Thrombotic events occurred in 18% of patients, and 15% died during the 30-day follow-up period.

According to investigators, these events occurred within the range expected in this patient population, given the severity of their bleeding, their underlying thrombotic risk, and the low percentage of patients who restarted anticoagulant therapy following their bleeding episode.

Stuart J. Connolly, MD, of McMaster University in Hamilton, Ontario, Canada, presented results from  ANNEXA-4 at ESC Congress 2016 (abstract 5718).

Results were also published in NEJM. The study was funded by Portola Pharmaceuticals Inc.

Patients and treatment

The preliminary analysis of the phase 3/4 ANNEXA-4 trial included 67 patients. All of these patients were evaluated for safety, and 47 were evaluated for efficacy. The mean age of both populations was 77.1, and slightly more than half of the patients were male.

All patients received andexanet alfa given as a bolus dose over 30 minutes, followed by a 2-hour infusion. Patients received a low or high dose depending on which factor Xa inhibitor they received and the time they received it. The patients were evaluated for 30 days following andexanet alfa administration.

The co-primary efficacy endpoints are the percent change in anti-factor Xa activity at 2 hours and the assessment of hemostasis over 12 hours following the infusion. Hemostatic efficacy is assessed by an independent endpoint adjudication committee as excellent, good, or poor/none.

Efficacy

“In this preliminary analysis, [andexanet alfa] was effective in rapidly reversing anti-factor Xa inhibitor activity and restoring normal blood clotting in real-world patients with factor Xa inhibitor-related bleeding,” Dr Connolly said.

Of the 47 patients evaluable for efficacy, 32 were receiving an anticoagulant due to atrial fibrillation, 12 had venous thromboembolism (VTE), and 3 had both atrial fibrillation and VTE.

Twenty-six patients were receiving rivaroxaban, 20 were receiving apixaban, and 1 was receiving enoxaparin. Twenty-five patients had gastrointestinal bleeding, 20 had intracranial bleeding, and 2 had bleeding at other sites.

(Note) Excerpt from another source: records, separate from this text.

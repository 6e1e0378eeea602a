//! Virtual assistant lead wizard
//!
//! A linear state machine: each accepted answer moves to the next step, a
//! rejected answer keeps the current step. Reaching `Complete` yields a lead.

use serde::{Deserialize, Serialize};

use super::leads::{self, CreateLeadRequest, NewLead, REGIONS, SOURCE_ASSISTANT};
use super::validation::{self, FieldError, ValidationErrors};

#[derive(Debug, Clone, Copy, PartialEq, Eq, Hash, Serialize, Deserialize)]
#[serde(rename_all = "snake_case")]
pub enum AssistantStep {
    Welcome,
    FirstName,
    LastName,
    Email,
    Phone,
    Region,
    Complete,
}

const TRANSITIONS: [(AssistantStep, AssistantStep); 6] = [
    (AssistantStep::Welcome, AssistantStep::FirstName),
    (AssistantStep::FirstName, AssistantStep::LastName),
    (AssistantStep::LastName, AssistantStep::Email),
    (AssistantStep::Email, AssistantStep::Phone),
    (AssistantStep::Phone, AssistantStep::Region),
    (AssistantStep::Region, AssistantStep::Complete),
];

impl AssistantStep {
    /// Next step, `None` once complete
    pub fn next(self) -> Option<Self> {
        TRANSITIONS
            .iter()
            .find(|(from, _)| *from == self)
            .map(|(_, to)| *to)
    }
}

/// Answers collected so far
#[derive(Debug, Clone, Default, PartialEq, Serialize, Deserialize)]
pub struct LeadDraft {
    #[serde(default)]
    pub first_name: String,
    #[serde(default)]
    pub last_name: String,
    #[serde(default)]
    pub email: String,
    #[serde(default)]
    pub phone: String,
    #[serde(default)]
    pub region: String,
}

impl LeadDraft {
    /// Validate the whole draft as an assistant-sourced lead
    pub fn into_lead(self) -> Result<NewLead, ValidationErrors> {
        CreateLeadRequest {
            first_name: self.first_name,
            last_name: self.last_name,
            email: self.email,
            phone: self.phone,
            region: self.region,
            source: Some(SOURCE_ASSISTANT.to_string()),
        }
        .validate()
    }
}

#[derive(Debug, Clone, PartialEq, Serialize)]
pub struct Prompt {
    pub title: String,
    pub message: String,
    #[serde(skip_serializing_if = "Option::is_none")]
    pub placeholder: Option<&'static str>,
    #[serde(skip_serializing_if = "Option::is_none")]
    pub options: Option<&'static [&'static str]>,
}

impl Prompt {
    fn text(title: impl Into<String>, message: impl Into<String>) -> Self {
        Self {
            title: title.into(),
            message: message.into(),
            placeholder: None,
            options: None,
        }
    }

    fn with_placeholder(mut self, placeholder: &'static str) -> Self {
        self.placeholder = Some(placeholder);
        self
    }
}

/// Canned text shown for a step
pub fn prompt(step: AssistantStep, draft: &LeadDraft) -> Prompt {
    match step {
        AssistantStep::Welcome => Prompt::text(
            "Bienvenue chez PBH.M.S ! 👋",
            "Je suis votre assistant virtuel. Je suis là pour vous aider à démarrer votre projet \
             de construction. Puis-je vous poser quelques questions rapides ?",
        ),
        AssistantStep::FirstName => {
            Prompt::text("Ravi de vous rencontrer !", "Quel est votre prénom ?")
                .with_placeholder("Votre prénom")
        }
        AssistantStep::LastName => Prompt::text(
            format!("Enchanté {} !", draft.first_name),
            "Et votre nom de famille ?",
        )
        .with_placeholder("Votre nom"),
        AssistantStep::Email => Prompt::text("Parfait !", "Quelle est votre adresse email ?")
            .with_placeholder("votre@email.com"),
        AssistantStep::Phone => Prompt::text(
            "Super !",
            "Votre numéro de téléphone (WhatsApp de préférence) ?",
        )
        .with_placeholder("+225 XX XX XX XX XX"),
        AssistantStep::Region => Prompt {
            options: Some(&REGIONS),
            ..Prompt::text(
                "Dernière question !",
                "Dans quelle région/ville souhaitez-vous construire ?",
            )
        },
        AssistantStep::Complete => Prompt::text(
            "Merci beaucoup ! ✨",
            format!(
                "{}, vos informations ont été enregistrées. Notre équipe vous contactera très \
                 bientôt pour discuter de votre projet.",
                draft.first_name
            ),
        ),
    }
}

/// Apply the answer for `step` to `draft` and return the step to show next.
///
/// `Welcome` ignores the input; `Complete` is terminal and returns itself.
pub fn advance(
    step: AssistantStep,
    draft: &mut LeadDraft,
    input: Option<&str>,
) -> Result<AssistantStep, FieldError> {
    let answer = input.unwrap_or_default();
    let mut errors = ValidationErrors::new();

    match step {
        AssistantStep::Welcome | AssistantStep::Complete => {}
        AssistantStep::FirstName => {
            if let Some(v) = leads::check_first_name(&mut errors, answer) {
                draft.first_name = v;
            }
        }
        AssistantStep::LastName => {
            if let Some(v) = leads::check_last_name(&mut errors, answer) {
                draft.last_name = v;
            }
        }
        AssistantStep::Email => {
            if let Some(v) = validation::email(&mut errors, "email", answer) {
                draft.email = v;
            }
        }
        AssistantStep::Phone => {
            if let Some(v) = leads::check_phone(&mut errors, answer) {
                draft.phone = v;
            }
        }
        AssistantStep::Region => {
            if let Some(v) = leads::check_region(&mut errors, answer) {
                draft.region = v;
            }
        }
    }

    match errors.into_vec().into_iter().next() {
        Some(err) => Err(err),
        None => Ok(step.next().unwrap_or(step)),
    }
}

Forty-two patients received a low dose of andexanet alfa, and 5 received a high dose. The mean time from presentation to the emergency department and the administration of the andexanet alfa bolus was 4.8 ± 1.8 hours.

After the bolus, the median anti-factor Xa activity decreased by 89% from baseline among patients receiving rivaroxaban and by 93% among those receiving apixaban. At the end of the 2-hour infusion, the decrease from baseline was 86% and 92%, respectively.

Twelve hours after the infusion ended, the median anti-factor Xa activity had decreased 64% from baseline among patients receiving rivaroxaban and 31% among those receiving apixaban.

Overall, at 12 hours, clinical hemostasis was rated excellent or good in 79% of patients. Hemostatic efficacy was rated as excellent or good in 81% of the patients on rivaroxaban, 75% of the patients on apixaban, and in the 1 patient on edoxaban.

Safety

Of the 67 patients in the safety population, 47 were receiving an anticoagulant due to atrial fibrillation, 15 had VTE, and 5 had both atrial fibrillation and VTE.

Thirty-two patients were receiving rivaroxaban, 31 were receiving apixaban, and 4 were receiving edoxaban. Thirty-eight patients had gastrointestinal bleeding, 28 had intracranial bleeding, and 6 had bleeding at other sites.

There were no infusion reactions, no antibodies to factors Xa or X, and no neutralizing antibodies to andexanet alfa.

Twelve patients (18%) experienced thrombotic events—1 with myocardial infarction, 5 with stroke, 7 with deep-vein thrombosis, and 1 with pulmonary embolism. (Some patients had more than 1 event.)

“This rate of events is not unexpected, considering the thrombotic potential of the patients and the fact that, in most of them, anticoagulation was discontinued at the time of bleeding and not restarted,” Dr Connolly said.

Four patients had a thrombotic event within 3 days of andexanet alfa treatment, and the rest occurred between 4 days and 30 days.

Eighteen patients (27%) resumed anticoagulant therapy within 30 days. One of the 12 patients with a thrombotic event restarted anticoagulation at a therapeutic dose before the event. One other patient received prophylactic doses of enoxaparin before developing a deep-vein thrombosis.

There were 10 deaths (15%), 6 due to cardiovascular events.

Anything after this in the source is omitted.